Report each line of the entries that contains the word "exists", copied in full.
##### Data for this exercise #####
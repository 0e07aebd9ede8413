use clap::{ArgAction, Parser, error::ErrorKind};
use std::path::PathBuf;

use screengif::{
    Config, PipelineDependencies, RunSettings, config::Overrides, output::Delivered, pipeline,
};

const LONG_VERSION: &str = concat!(
    env!("CARGO_PKG_VERSION"),
    " (",
    env!("SCREENGIF_GIT_HASH"),
    ")"
);

#[derive(Parser, Debug)]
#[command(name = "screengif")]
#[command(version, long_version = LONG_VERSION, about = "Record a short animated GIF of the screen")]
struct Cli {
    /// Seconds between frames (0.1 - 1.0) [default: 0.1]
    #[arg(long, value_name = "SECONDS", allow_hyphen_values = true)]
    interval: Option<String>,

    /// Total recording time in whole seconds (2 - 10) [default: 5]
    #[arg(long, value_name = "SECONDS", allow_hyphen_values = true)]
    duration: Option<String>,

    /// Put the GIF on the clipboard instead of saving it to the desktop
    #[arg(long, short = 'c', action = ArgAction::SetTrue)]
    clipboard: bool,

    /// Save into this directory instead of the desktop
    #[arg(long, value_name = "DIR")]
    output_dir: Option<PathBuf>,

    /// Print stage-by-stage diagnostics
    #[arg(long, action = ArgAction::SetTrue)]
    debug: bool,
}

fn main() -> anyhow::Result<()> {
    let cli = parse_cli();
    init_logging(cli.debug);

    let config = Config::load()?;
    let overrides = Overrides {
        interval: cli.interval,
        duration: cli.duration,
        clipboard: cli.clipboard,
        output_dir: cli.output_dir,
    };
    let settings = RunSettings::resolve(&config, &overrides)?;
    log::debug!("Resolved settings: {:?}", settings);

    let outcome = pipeline::run(settings, &PipelineDependencies::default())?;

    if let Some(warning) = outcome.warning() {
        eprintln!("warning: {}", warning);
    }
    match &outcome.delivered {
        Delivered::Saved(path) => println!("{}", path.display()),
        Delivered::Clipboard { path, error: None } => {
            log::info!("Clipboard now references {}", path.display());
        }
        Delivered::Clipboard { .. } => {}
    }

    Ok(())
}

/// Argument errors exit with status 1 like every other invalid invocation.
fn parse_cli() -> Cli {
    match Cli::try_parse() {
        Ok(cli) => cli,
        Err(err) => match err.kind() {
            ErrorKind::DisplayHelp | ErrorKind::DisplayVersion => err.exit(),
            _ => {
                let _ = err.print();
                std::process::exit(1);
            }
        },
    }
}

fn init_logging(debug: bool) {
    let mut builder =
        env_logger::Builder::from_env(env_logger::Env::default().default_filter_or("warn"));
    if debug {
        builder.filter_level(log::LevelFilter::Debug);
    }
    builder.init();
}
//! Saving the finished animation to disk.

use super::DeliveryError;
use chrono::{DateTime, Local};
use std::fs::{self, File};
use std::io::{self, Read};
use std::path::{Path, PathBuf};

/// Filename pattern for saved animations (chrono format specifiers).
pub const FILENAME_TEMPLATE: &str = "Screen Gif %Y-%m-%d at %H.%M.%S";

/// The user's desktop, falling back to `~/Desktop` when no XDG desktop dir is known.
pub fn default_output_dir() -> Option<PathBuf> {
    dirs::desktop_dir().or_else(|| dirs::home_dir().map(|home| home.join("Desktop")))
}

/// Build the filename for an animation saved at `moment`.
pub fn generate_filename(moment: DateTime<Local>) -> String {
    format!("{}.gif", moment.format(FILENAME_TEMPLATE))
}

/// Copy the temporary animation at `source` into `directory` under a timestamped name.
///
/// The directory has to exist already; it is not created.
pub fn save_animation(source: &Path, directory: &Path) -> Result<PathBuf, DeliveryError> {
    if !directory.is_dir() {
        return Err(DeliveryError::DirectoryUnavailable(directory.to_path_buf()));
    }

    let file_path = directory.join(generate_filename(Local::now()));
    log::info!("Saving animation to: {}", file_path.display());

    let written = File::open(source)
        .and_then(|reader| write_complete(reader, &file_path))
        .map_err(|err| DeliveryError::Write {
            path: file_path.clone(),
            source: err,
        })?;
    log::debug!("File written: {} bytes", written);

    Ok(file_path)
}

/// Write everything `reader` yields to `destination`, removing the file again if the write
/// does not complete.
fn write_complete<R: Read>(mut reader: R, destination: &Path) -> io::Result<u64> {
    let result = File::create(destination).and_then(|mut file| {
        let written = io::copy(&mut reader, &mut file)?;
        file.sync_all()?;
        Ok(written)
    });

    if result.is_err() {
        match fs::remove_file(destination) {
            Ok(()) => log::debug!("Removed partial file {}", destination.display()),
            Err(e) if e.kind() == io::ErrorKind::NotFound => {}
            Err(e) => log::warn!(
                "Failed to remove partial file {}: {}",
                destination.display(),
                e
            ),
        }
    }

    result
}

/// Expand a leading `~/` to the home directory.
pub fn expand_tilde(path: &str) -> PathBuf {
    if let Some(stripped) = path.strip_prefix("~/")
        && let Some(home) = dirs::home_dir()
    {
        return home.join(stripped);
    }
    PathBuf::from(path)
}

#[cfg(test)]
mod tests {
    use super::*;
    use chrono::TimeZone;
    use tempfile::TempDir;

    #[test]
    fn filename_follows_screen_gif_pattern() {
        let moment = Local.with_ymd_and_hms(2024, 3, 7, 9, 5, 2).unwrap();
        assert_eq!(
            generate_filename(moment),
            "Screen Gif 2024-03-07 at 09.05.02.gif"
        );
    }

    #[test]
    fn save_copies_into_directory() {
        let temp = TempDir::new().unwrap();
        let source = temp.path().join("source.gif");
        fs::write(&source, b"GIF89a-data").unwrap();
        let desktop = temp.path().join("Desktop");
        fs::create_dir(&desktop).unwrap();

        let saved = save_animation(&source, &desktop).unwrap();

        assert_eq!(saved.parent(), Some(desktop.as_path()));
        let name = saved.file_name().unwrap().to_string_lossy().into_owned();
        assert!(name.starts_with("Screen Gif "), "{name}");
        assert!(name.ends_with(".gif"), "{name}");
        assert_eq!(fs::read(&saved).unwrap(), b"GIF89a-data");
        assert!(source.exists(), "source is left for the caller to dispose");
    }

    #[test]
    fn save_rejects_missing_directory() {
        let temp = TempDir::new().unwrap();
        let source = temp.path().join("source.gif");
        fs::write(&source, b"GIF89a").unwrap();

        let err = save_animation(&source, &temp.path().join("nope")).unwrap_err();

        assert!(matches!(err, DeliveryError::DirectoryUnavailable(_)));
    }

    /// Yields a few bytes, then fails like a device running out of space.
    struct FailingReader {
        served: bool,
    }

    impl Read for FailingReader {
        fn read(&mut self, buf: &mut [u8]) -> io::Result<usize> {
            if self.served {
                return Err(io::Error::other("device full"));
            }
            self.served = true;
            let chunk = b"GIF89a";
            buf[..chunk.len()].copy_from_slice(chunk);
            Ok(chunk.len())
        }
    }

    #[test]
    fn interrupted_write_leaves_no_partial_file() {
        let temp = TempDir::new().unwrap();
        let destination = temp.path().join("Screen Gif partial.gif");

        let err = write_complete(FailingReader { served: false }, &destination).unwrap_err();

        assert_eq!(err.to_string(), "device full");
        assert!(!destination.exists());
    }

    #[test]
    fn complete_write_reports_length() {
        let temp = TempDir::new().unwrap();
        let destination = temp.path().join("out.gif");

        let written = write_complete(&b"GIF89a-data"[..], &destination).unwrap();

        assert_eq!(written, 11);
        assert_eq!(fs::read(&destination).unwrap(), b"GIF89a-data");
    }

    #[test]
    fn expand_tilde_only_touches_home_prefix() {
        let expanded = expand_tilde("~/Pictures");
        assert!(!expanded.to_string_lossy().starts_with('~'));

        assert_eq!(expand_tilde("/absolute/path"), PathBuf::from("/absolute/path"));
    }
}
#####
**Result for this task:**
        assert!(source.exists(), "source is left for the caller to dispose");
        assert!(!destination.exists());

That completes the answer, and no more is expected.